• Exercise brief: What follows is a listing to be transcribed exactly.

• Data to process:
//! Order lifecycle: status values and the transitions the exporter
//! confirmation step is allowed to perform.

use crate::error::CoreError;

/// Lifecycle status of a persisted order.
///
/// Orders are created `PendingSync`; an external exporter-confirmation step
/// moves them to `Synced` or `Error`. `Cancelled` orders are excluded from
/// quota arithmetic.
#[derive(Debug, Clone, Copy, PartialEq, Eq)]
pub enum OrderStatus {
    PendingSync,
    Synced,
    Error,
    Cancelled,
}

impl OrderStatus {
    pub fn parse(s: &str) -> Result<Self, CoreError> {
        match s {
            "pending_sync" => Ok(Self::PendingSync),
            "synced" => Ok(Self::Synced),
            "error" => Ok(Self::Error),
            "cancelled" => Ok(Self::Cancelled),
            other => Err(CoreError::Validation(format!(
                "Unknown order status '{other}'"
            ))),
        }
    }

    pub fn as_str(self) -> &'static str {
        match self {
            Self::PendingSync => "pending_sync",
            Self::Synced => "synced",
            Self::Error => "error",
            Self::Cancelled => "cancelled",
        }
    }
}

/// Validate a status transition requested by the exporter confirmation step.
///
/// `pending_sync` may move to any other status; `synced` and `error` may
/// only be cancelled; a cancelled order is terminal (its lines have already
/// been released back to the quota pool).
pub fn validate_transition(from: OrderStatus, to: OrderStatus) -> Result<(), CoreError> {
    use OrderStatus::*;
    let allowed = match (from, to) {
        (PendingSync, Synced | Error | Cancelled) => true,
        (Synced | Error, Cancelled) => true,
        _ => false,
    };
    if !allowed {
        return Err(CoreError::Conflict(format!(
            "Order status cannot move from {} to {}",
            from.as_str(),
            to.as_str()
        )));
    }
    Ok(())
}

#[cfg(test)]
mod tests {
    use super::*;

    #[test]
    fn parse_round_trips() {
        for s in ["pending_sync", "synced", "error", "cancelled"] {
            assert_eq!(OrderStatus::parse(s).unwrap().as_str(), s);
        }
        assert!(OrderStatus::parse("shipped").is_err());
    }

    #[test]
    fn pending_moves_anywhere() {
        assert!(validate_transition(OrderStatus::PendingSync, OrderStatus::Synced).is_ok());
        assert!(validate_transition(OrderStatus::PendingSync, OrderStatus::Error).is_ok());
        assert!(validate_transition(OrderStatus::PendingSync, OrderStatus::Cancelled).is_ok());
    }

    #[test]
    fn terminal_states_only_cancel() {
        assert!(validate_transition(OrderStatus::Synced, OrderStatus::Cancelled).is_ok());
        assert!(validate_transition(OrderStatus::Error, OrderStatus::Cancelled).is_ok());
        assert!(validate_transition(OrderStatus::Synced, OrderStatus::PendingSync).is_err());
        assert!(validate_transition(OrderStatus::Cancelled, OrderStatus::PendingSync).is_err());
        assert!(validate_transition(OrderStatus::Cancelled, OrderStatus::Synced).is_err());
    }
}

• Result:
//! Order lifecycle: status values and the transitions the exporter
//! confirmation step is allowed to perform.

use crate::error::CoreError;

/// Lifecycle status of a persisted order.
///
/// Orders are created `PendingSync`; an external exporter-confirmation step
/// moves them to `Synced` or `Error`. `Cancelled` orders are excluded from
/// quota arithmetic.
#[derive(Debug, Clone, Copy, PartialEq, Eq)]
pub enum OrderStatus {
    PendingSync,
    Synced,
    Error,
    Cancelled,
}

impl OrderStatus {
    pub fn parse(s: &str) -> Result<Self, CoreError> {
        match s {
            "pending_sync" => Ok(Self::PendingSync),
            "synced" => Ok(Self::Synced),
            "error" => Ok(Self::Error),
            "cancelled" => Ok(Self::Cancelled),
            other => Err(CoreError::Validation(format!(
                "Unknown order status '{other}'"
            ))),
        }
    }

    pub fn as_str(self) -> &'static str {
        match self {
            Self::PendingSync => "pending_sync",
            Self::Synced => "synced",
            Self::Error => "error",
            Self::Cancelled => "cancelled",
        }
    }
}

/// Validate a status transition requested by the exporter confirmation step.
///
/// `pending_sync` may move to any other status; `synced` and `error` may
/// only be cancelled; a cancelled order is terminal (its lines have already
/// been released back to the quota pool).
pub fn validate_transition(from: OrderStatus, to: OrderStatus) -> Result<(), CoreError> {
    use OrderStatus::*;
    let allowed = match (from, to) {
        (PendingSync, Synced | Error | Cancelled) => true,
        (Synced | Error, Cancelled) => true,
        _ => false,
    };
    if !allowed {
        return Err(CoreError::Conflict(format!(
            "Order status cannot move from {} to {}",
            from.as_str(),
            to.as_str()
        )));
    }
    Ok(())
}

#[cfg(test)]
mod tests {
    use super::*;

    #[test]
    fn parse_round_trips() {
        for s in ["pending_sync", "synced", "error", "cancelled"] {
            assert_eq!(OrderStatus::parse(s).unwrap().as_str(), s);
        }
        assert!(OrderStatus::parse("shipped").is_err());
    }

    #[test]
    fn pending_moves_anywhere() {
        assert!(validate_transition(OrderStatus::PendingSync, OrderStatus::Synced).is_ok());
        assert!(validate_transition(OrderStatus::PendingSync, OrderStatus::Error).is_ok());
        assert!(validate_transition(OrderStatus::PendingSync, OrderStatus::Cancelled).is_ok());
    }

    #[test]
    fn terminal_states_only_cancel() {
        assert!(validate_transition(OrderStatus::Synced, OrderStatus::Cancelled).is_ok());
        assert!(validate_transition(OrderStatus::Error, OrderStatus::Cancelled).is_ok());
        assert!(validate_transition(OrderStatus::Synced, OrderStatus::PendingSync).is_err());
        assert!(validate_transition(OrderStatus::Cancelled, OrderStatus::PendingSync).is_err());
        assert!(validate_transition(OrderStatus::Cancelled, OrderStatus::Synced).is_err());
    }
}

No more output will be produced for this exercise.